A complete response lists each line of the data below that includes the word "Instant".

Stored data entries —
====
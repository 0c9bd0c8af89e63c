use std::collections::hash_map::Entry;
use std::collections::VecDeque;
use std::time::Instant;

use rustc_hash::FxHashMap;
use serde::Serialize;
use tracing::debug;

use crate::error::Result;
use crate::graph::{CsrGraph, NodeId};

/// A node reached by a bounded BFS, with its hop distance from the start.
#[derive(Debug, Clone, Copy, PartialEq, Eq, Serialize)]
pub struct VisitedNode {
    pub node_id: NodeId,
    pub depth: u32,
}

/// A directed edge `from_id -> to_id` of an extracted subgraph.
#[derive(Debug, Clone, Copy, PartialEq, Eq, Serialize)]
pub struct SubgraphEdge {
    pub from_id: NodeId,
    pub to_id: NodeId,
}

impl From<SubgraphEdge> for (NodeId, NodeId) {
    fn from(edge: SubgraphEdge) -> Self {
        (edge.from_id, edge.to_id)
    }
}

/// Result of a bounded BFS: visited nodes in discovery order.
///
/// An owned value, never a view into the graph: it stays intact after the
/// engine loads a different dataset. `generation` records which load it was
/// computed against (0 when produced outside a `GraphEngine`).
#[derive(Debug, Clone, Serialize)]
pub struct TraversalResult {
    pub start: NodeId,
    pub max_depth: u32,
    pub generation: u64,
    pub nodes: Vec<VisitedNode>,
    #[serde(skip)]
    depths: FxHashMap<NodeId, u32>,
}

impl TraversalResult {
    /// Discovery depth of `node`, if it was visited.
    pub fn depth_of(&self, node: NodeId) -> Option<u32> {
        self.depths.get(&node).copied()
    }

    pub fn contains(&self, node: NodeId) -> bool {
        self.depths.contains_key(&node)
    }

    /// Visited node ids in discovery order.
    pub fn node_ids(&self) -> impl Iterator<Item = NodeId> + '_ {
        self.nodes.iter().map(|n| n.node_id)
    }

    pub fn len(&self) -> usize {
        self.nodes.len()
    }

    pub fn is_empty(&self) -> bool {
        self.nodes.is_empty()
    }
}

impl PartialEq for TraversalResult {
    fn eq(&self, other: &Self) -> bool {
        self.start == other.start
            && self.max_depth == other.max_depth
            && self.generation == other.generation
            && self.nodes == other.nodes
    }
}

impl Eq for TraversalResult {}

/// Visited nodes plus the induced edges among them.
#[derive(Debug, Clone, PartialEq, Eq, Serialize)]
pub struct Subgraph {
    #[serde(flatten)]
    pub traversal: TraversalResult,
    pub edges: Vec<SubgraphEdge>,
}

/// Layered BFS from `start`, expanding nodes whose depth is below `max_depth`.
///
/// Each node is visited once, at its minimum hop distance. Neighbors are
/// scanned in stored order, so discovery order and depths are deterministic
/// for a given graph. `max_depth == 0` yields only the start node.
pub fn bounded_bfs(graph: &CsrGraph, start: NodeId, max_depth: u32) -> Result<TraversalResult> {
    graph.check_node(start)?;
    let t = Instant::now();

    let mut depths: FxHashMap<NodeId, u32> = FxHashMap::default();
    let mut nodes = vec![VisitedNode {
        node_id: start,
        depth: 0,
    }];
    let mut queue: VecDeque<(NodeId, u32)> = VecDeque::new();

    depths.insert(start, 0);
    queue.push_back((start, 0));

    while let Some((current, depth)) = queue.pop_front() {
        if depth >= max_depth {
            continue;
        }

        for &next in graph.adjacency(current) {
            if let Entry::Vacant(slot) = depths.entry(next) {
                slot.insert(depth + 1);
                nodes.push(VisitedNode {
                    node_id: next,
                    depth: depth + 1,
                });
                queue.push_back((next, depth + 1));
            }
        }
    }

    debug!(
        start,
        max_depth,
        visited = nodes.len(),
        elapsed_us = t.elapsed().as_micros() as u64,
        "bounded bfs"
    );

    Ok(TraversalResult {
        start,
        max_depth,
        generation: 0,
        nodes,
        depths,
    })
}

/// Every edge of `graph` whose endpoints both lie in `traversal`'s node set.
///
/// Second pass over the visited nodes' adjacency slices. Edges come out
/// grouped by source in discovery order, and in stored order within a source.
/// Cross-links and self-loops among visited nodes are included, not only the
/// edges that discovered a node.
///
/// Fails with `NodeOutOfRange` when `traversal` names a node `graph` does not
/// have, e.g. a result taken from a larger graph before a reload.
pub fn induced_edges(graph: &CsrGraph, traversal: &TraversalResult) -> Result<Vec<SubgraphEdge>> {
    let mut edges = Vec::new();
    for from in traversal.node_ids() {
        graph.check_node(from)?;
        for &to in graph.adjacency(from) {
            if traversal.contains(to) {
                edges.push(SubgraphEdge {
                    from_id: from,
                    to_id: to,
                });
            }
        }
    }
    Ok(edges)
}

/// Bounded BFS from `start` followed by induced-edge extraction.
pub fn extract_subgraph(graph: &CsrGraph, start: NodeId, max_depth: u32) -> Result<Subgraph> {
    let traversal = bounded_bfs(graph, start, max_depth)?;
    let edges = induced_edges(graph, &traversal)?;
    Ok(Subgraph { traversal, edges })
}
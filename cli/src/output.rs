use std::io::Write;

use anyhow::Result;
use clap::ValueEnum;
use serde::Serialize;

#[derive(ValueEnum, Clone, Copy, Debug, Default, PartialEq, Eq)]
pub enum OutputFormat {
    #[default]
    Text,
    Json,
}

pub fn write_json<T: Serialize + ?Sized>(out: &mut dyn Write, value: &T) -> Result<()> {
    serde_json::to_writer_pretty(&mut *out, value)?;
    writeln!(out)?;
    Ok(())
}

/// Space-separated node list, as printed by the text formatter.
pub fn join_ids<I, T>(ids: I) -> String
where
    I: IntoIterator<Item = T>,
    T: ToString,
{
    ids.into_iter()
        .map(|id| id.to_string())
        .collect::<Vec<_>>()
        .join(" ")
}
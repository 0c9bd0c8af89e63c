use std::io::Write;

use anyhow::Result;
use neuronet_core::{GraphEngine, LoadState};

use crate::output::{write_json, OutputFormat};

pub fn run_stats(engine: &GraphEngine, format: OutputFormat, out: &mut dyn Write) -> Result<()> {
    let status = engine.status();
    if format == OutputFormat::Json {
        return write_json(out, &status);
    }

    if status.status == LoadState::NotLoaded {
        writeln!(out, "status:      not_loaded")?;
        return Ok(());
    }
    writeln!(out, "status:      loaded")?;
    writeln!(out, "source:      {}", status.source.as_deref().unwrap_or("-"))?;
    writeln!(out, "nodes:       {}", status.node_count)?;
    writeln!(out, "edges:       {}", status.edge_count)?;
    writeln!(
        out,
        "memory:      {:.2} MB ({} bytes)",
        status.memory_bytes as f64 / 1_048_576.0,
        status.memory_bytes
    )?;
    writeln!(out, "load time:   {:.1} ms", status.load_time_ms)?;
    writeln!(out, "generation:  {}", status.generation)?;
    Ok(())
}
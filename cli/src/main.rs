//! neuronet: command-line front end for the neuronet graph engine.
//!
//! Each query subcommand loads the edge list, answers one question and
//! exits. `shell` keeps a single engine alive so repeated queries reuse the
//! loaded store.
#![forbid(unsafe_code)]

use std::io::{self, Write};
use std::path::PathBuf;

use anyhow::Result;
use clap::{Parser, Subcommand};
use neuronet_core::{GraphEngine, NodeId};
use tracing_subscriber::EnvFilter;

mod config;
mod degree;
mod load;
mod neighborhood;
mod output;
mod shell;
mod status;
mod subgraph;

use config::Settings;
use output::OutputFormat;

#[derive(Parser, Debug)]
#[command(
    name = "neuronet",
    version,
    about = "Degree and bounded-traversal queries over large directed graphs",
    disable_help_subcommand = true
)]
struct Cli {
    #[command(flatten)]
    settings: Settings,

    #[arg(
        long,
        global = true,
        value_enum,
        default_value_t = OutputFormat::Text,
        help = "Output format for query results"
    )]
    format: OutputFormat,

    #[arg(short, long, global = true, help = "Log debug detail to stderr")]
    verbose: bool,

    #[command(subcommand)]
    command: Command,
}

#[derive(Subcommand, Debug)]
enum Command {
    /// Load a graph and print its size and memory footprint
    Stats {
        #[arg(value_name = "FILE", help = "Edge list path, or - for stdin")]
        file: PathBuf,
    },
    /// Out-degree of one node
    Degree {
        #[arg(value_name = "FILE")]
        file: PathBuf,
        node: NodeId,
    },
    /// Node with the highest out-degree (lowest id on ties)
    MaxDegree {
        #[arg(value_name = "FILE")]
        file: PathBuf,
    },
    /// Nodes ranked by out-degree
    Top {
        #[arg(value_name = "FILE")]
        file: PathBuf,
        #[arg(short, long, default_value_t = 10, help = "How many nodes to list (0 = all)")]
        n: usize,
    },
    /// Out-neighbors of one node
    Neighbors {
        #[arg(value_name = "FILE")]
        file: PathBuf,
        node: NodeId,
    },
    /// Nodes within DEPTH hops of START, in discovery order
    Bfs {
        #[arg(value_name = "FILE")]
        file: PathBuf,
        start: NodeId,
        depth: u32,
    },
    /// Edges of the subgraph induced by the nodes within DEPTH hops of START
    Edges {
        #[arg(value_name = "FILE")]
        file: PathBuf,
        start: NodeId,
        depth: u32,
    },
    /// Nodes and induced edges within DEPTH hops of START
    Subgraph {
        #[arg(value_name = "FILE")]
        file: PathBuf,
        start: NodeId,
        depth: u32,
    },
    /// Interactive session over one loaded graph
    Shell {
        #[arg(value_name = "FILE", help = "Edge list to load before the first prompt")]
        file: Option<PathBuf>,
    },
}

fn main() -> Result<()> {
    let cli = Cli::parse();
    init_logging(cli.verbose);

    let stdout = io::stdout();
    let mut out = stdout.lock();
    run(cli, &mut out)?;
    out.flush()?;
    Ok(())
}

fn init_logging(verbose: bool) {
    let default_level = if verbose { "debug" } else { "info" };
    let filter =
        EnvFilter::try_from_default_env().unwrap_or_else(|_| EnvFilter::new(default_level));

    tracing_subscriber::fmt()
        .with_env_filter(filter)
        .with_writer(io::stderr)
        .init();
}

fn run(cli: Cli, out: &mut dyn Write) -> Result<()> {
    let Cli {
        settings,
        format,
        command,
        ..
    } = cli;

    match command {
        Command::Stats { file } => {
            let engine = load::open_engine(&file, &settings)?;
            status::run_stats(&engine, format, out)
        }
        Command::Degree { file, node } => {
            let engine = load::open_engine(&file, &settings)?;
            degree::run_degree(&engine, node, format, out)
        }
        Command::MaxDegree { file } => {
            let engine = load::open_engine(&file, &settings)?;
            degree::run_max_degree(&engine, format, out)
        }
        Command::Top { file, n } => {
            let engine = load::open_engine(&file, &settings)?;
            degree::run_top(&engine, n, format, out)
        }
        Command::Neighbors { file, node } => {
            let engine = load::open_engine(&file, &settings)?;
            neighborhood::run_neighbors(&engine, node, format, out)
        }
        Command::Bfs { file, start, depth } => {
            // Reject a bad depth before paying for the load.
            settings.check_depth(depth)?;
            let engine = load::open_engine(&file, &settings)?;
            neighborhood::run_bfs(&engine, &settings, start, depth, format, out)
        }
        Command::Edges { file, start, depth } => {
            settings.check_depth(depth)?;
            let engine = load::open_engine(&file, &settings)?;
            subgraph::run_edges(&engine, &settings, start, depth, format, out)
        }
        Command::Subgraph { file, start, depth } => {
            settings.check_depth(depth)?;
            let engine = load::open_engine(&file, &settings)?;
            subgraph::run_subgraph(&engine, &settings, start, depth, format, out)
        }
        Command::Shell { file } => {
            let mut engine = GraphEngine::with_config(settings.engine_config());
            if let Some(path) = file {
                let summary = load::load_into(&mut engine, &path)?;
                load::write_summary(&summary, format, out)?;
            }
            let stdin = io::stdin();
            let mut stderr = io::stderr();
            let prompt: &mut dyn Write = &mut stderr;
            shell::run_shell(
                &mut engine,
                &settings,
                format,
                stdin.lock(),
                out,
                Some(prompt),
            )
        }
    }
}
====
ANSWER SECTION —
use std::time::Instant;
    let t = Instant::now();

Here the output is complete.